-------- Supplied data

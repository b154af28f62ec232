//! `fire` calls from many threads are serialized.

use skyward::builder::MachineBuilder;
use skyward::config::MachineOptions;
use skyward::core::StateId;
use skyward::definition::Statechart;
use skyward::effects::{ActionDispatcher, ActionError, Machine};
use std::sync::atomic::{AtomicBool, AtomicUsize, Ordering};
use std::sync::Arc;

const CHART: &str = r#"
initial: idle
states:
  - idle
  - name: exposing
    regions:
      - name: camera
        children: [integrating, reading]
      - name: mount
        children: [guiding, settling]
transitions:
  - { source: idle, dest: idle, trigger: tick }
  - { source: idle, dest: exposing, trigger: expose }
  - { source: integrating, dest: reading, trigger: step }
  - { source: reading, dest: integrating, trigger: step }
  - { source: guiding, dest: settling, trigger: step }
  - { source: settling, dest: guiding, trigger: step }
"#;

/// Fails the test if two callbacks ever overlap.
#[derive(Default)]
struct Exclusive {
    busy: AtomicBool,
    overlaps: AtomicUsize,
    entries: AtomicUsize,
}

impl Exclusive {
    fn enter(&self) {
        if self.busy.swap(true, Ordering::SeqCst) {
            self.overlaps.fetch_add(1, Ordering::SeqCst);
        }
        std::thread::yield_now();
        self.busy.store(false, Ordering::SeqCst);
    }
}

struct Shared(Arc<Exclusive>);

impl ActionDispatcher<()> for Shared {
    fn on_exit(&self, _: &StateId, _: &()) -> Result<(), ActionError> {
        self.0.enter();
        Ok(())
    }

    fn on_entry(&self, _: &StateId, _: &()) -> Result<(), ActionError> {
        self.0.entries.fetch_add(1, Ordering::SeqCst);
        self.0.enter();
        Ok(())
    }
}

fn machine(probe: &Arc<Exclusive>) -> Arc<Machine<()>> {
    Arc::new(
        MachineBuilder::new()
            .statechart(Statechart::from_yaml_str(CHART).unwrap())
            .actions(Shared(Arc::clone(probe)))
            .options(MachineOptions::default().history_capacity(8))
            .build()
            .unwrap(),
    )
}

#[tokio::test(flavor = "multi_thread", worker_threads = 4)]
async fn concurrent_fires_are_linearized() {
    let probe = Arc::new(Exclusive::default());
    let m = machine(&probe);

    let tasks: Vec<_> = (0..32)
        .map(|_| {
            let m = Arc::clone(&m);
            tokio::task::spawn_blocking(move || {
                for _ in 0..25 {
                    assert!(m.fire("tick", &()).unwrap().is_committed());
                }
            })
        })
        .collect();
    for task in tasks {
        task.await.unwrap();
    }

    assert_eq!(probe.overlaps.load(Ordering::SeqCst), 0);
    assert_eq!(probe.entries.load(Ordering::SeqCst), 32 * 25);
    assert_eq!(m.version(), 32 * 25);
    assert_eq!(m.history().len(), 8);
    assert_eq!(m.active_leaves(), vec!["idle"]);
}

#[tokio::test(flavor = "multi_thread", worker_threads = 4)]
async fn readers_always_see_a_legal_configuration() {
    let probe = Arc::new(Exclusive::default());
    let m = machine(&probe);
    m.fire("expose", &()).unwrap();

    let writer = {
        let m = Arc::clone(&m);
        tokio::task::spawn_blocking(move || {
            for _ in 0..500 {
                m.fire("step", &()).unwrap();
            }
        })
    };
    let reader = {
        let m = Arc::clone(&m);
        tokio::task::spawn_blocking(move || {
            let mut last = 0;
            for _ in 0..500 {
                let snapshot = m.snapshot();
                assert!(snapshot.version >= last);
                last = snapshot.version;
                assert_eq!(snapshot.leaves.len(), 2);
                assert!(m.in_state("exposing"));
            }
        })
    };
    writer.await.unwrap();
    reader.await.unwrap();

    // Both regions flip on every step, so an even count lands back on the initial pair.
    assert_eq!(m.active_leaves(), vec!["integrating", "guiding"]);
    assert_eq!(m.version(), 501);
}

----------------
-------- Supplied data

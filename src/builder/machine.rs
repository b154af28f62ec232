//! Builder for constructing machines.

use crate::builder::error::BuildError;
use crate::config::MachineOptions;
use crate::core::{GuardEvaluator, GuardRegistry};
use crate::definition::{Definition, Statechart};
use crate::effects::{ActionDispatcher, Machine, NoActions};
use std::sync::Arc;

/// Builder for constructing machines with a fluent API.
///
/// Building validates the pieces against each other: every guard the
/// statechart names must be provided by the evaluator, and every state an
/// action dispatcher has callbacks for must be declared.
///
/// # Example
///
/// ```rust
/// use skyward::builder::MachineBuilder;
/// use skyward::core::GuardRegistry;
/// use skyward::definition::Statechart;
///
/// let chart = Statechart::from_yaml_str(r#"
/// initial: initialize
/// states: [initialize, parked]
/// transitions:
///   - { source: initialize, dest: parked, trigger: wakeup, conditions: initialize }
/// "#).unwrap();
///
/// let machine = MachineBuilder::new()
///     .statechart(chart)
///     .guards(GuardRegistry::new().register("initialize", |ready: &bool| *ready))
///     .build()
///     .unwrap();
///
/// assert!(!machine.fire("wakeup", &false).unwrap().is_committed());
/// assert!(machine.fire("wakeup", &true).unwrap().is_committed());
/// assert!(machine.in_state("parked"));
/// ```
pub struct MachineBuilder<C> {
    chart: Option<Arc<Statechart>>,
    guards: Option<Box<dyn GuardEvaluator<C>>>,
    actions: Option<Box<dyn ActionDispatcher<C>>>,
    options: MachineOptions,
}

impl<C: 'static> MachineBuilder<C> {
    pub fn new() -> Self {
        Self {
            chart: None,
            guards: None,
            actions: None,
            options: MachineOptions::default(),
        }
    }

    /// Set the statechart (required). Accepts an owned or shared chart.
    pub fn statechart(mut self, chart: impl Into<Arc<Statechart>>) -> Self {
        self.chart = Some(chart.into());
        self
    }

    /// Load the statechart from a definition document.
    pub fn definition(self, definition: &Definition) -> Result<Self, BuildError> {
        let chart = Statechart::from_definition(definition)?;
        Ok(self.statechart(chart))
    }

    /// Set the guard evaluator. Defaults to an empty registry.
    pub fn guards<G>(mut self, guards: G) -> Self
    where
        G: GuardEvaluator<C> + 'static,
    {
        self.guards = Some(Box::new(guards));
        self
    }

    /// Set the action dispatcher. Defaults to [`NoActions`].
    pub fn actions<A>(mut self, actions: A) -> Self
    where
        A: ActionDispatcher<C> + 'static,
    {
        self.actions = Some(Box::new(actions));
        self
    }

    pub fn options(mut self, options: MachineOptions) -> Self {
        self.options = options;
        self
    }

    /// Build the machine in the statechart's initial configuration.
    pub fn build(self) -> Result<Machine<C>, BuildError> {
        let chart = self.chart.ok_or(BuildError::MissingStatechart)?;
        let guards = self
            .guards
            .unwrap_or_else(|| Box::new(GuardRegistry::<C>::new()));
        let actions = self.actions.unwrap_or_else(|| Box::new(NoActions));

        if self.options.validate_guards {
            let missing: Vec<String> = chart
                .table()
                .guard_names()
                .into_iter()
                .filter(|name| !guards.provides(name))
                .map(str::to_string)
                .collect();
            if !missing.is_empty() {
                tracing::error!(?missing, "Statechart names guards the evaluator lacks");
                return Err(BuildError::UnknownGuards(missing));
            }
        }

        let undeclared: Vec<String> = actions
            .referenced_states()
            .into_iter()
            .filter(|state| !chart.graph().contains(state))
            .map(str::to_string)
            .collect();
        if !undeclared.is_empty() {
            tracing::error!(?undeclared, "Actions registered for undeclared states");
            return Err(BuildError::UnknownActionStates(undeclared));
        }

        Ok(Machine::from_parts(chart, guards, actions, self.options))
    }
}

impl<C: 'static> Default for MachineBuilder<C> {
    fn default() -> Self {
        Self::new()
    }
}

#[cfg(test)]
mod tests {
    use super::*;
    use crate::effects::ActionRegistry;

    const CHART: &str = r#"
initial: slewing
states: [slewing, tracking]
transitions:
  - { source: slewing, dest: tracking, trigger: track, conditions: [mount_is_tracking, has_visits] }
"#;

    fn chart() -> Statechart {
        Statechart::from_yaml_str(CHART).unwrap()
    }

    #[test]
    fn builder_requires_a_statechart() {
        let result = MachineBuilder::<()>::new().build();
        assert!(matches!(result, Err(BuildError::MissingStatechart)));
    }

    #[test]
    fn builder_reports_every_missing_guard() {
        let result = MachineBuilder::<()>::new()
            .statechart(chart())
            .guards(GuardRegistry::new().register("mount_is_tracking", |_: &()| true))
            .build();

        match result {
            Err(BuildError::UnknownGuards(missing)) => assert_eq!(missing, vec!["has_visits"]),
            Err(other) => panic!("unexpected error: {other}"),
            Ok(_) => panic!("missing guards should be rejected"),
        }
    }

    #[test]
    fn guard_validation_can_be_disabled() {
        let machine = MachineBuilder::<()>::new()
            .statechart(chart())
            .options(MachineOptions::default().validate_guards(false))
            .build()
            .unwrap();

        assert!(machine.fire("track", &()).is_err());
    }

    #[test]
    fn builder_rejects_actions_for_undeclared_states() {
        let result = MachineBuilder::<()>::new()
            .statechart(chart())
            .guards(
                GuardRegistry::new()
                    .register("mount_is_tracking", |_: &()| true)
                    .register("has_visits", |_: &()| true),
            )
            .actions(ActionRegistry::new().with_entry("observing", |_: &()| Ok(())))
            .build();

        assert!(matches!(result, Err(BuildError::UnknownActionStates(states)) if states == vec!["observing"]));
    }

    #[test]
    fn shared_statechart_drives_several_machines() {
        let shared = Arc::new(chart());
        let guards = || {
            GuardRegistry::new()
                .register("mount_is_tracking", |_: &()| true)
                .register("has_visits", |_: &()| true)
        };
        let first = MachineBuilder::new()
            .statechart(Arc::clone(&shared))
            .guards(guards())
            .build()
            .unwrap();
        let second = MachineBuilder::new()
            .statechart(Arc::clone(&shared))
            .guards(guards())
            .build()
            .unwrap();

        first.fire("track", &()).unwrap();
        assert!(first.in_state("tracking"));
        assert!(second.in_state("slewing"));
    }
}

----------------
-------- Supplied data

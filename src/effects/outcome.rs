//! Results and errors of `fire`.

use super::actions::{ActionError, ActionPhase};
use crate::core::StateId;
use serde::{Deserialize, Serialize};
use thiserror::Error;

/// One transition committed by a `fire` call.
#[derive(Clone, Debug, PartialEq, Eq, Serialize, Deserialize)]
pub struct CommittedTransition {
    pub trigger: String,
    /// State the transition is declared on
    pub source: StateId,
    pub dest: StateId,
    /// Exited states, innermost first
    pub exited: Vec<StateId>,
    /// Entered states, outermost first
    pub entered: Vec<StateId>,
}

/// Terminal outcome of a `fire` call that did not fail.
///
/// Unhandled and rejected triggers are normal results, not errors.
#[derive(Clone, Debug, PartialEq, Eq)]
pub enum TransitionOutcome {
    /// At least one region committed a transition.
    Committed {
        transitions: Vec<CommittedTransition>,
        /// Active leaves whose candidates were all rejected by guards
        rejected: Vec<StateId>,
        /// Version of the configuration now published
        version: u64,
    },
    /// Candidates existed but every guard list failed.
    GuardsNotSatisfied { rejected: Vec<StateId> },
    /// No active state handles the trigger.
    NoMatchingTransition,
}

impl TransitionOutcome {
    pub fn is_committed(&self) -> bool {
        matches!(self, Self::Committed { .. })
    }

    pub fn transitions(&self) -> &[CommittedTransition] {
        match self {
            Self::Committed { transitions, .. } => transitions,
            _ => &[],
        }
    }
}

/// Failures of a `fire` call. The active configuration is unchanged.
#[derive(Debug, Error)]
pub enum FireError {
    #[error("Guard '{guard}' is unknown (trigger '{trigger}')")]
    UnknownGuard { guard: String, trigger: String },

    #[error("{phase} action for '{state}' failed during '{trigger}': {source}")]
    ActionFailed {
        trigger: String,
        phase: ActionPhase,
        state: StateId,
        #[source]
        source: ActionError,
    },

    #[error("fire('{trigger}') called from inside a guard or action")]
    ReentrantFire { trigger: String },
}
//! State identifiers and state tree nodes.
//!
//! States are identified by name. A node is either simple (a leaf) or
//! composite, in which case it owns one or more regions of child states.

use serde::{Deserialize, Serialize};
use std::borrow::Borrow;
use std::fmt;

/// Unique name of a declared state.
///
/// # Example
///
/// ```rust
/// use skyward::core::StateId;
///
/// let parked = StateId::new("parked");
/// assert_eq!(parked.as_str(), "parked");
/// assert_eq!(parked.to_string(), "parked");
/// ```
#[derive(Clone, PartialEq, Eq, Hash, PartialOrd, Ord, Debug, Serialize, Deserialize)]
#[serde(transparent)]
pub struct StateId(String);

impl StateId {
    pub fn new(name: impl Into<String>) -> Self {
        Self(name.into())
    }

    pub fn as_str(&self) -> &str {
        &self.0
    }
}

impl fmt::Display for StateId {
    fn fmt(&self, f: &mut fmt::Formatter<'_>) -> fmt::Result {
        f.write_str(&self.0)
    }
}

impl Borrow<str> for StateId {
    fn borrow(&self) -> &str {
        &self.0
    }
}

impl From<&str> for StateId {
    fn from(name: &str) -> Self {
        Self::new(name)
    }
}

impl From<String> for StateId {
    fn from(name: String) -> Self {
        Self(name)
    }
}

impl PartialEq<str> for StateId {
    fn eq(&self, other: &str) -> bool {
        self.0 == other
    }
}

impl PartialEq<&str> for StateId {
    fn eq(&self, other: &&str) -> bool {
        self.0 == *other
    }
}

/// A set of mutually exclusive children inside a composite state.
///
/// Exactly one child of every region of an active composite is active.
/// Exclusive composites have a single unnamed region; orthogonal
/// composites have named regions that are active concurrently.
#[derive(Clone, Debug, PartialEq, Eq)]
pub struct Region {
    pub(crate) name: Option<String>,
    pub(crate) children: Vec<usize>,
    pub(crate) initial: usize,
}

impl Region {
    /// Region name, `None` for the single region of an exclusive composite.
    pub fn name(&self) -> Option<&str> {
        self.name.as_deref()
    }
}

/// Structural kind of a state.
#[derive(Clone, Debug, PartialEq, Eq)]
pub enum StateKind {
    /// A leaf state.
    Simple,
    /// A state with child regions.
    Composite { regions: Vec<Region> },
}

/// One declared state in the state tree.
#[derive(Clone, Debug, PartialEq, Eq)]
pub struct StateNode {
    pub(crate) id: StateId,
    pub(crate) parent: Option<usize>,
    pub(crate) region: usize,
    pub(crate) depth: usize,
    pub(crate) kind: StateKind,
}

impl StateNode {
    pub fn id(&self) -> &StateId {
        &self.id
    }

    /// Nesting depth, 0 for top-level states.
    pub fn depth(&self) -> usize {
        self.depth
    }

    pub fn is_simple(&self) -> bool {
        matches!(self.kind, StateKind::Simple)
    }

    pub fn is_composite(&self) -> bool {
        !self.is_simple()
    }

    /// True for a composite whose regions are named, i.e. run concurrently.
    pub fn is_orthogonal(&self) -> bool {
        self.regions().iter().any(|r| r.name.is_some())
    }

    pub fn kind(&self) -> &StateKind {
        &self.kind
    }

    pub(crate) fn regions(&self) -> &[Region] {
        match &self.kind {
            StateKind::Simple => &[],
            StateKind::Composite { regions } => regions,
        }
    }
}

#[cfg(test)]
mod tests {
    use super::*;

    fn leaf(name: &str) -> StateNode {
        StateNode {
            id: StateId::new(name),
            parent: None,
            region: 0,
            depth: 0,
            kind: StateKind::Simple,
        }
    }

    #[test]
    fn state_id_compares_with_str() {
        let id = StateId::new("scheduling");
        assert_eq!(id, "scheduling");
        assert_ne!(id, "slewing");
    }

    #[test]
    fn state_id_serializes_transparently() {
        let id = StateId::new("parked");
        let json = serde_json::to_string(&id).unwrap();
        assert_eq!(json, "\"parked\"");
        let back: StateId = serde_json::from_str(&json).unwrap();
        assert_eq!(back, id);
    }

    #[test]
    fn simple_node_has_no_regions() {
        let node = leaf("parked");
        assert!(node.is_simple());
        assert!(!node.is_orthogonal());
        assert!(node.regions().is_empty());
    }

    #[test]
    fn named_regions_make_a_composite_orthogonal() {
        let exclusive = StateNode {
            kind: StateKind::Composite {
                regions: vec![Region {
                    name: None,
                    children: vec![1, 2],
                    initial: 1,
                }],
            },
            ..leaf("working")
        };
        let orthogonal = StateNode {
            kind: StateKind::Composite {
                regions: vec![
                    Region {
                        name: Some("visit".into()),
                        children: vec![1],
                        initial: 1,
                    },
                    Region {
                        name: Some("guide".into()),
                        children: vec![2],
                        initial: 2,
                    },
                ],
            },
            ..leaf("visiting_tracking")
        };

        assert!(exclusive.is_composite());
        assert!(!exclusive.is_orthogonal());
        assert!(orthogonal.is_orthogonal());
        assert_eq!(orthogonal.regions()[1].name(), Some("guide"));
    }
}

----------------

What to produce: Look through the data above. Copy every line with the string "MachineOptions" in it.

Answer space:
use skyward::config::MachineOptions;
            .options(MachineOptions::default().history_capacity(8))
use crate::config::MachineOptions;
    options: MachineOptions,
            options: MachineOptions::default(),
    pub fn options(mut self, options: MachineOptions) -> Self {
            .options(MachineOptions::default().validate_guards(false))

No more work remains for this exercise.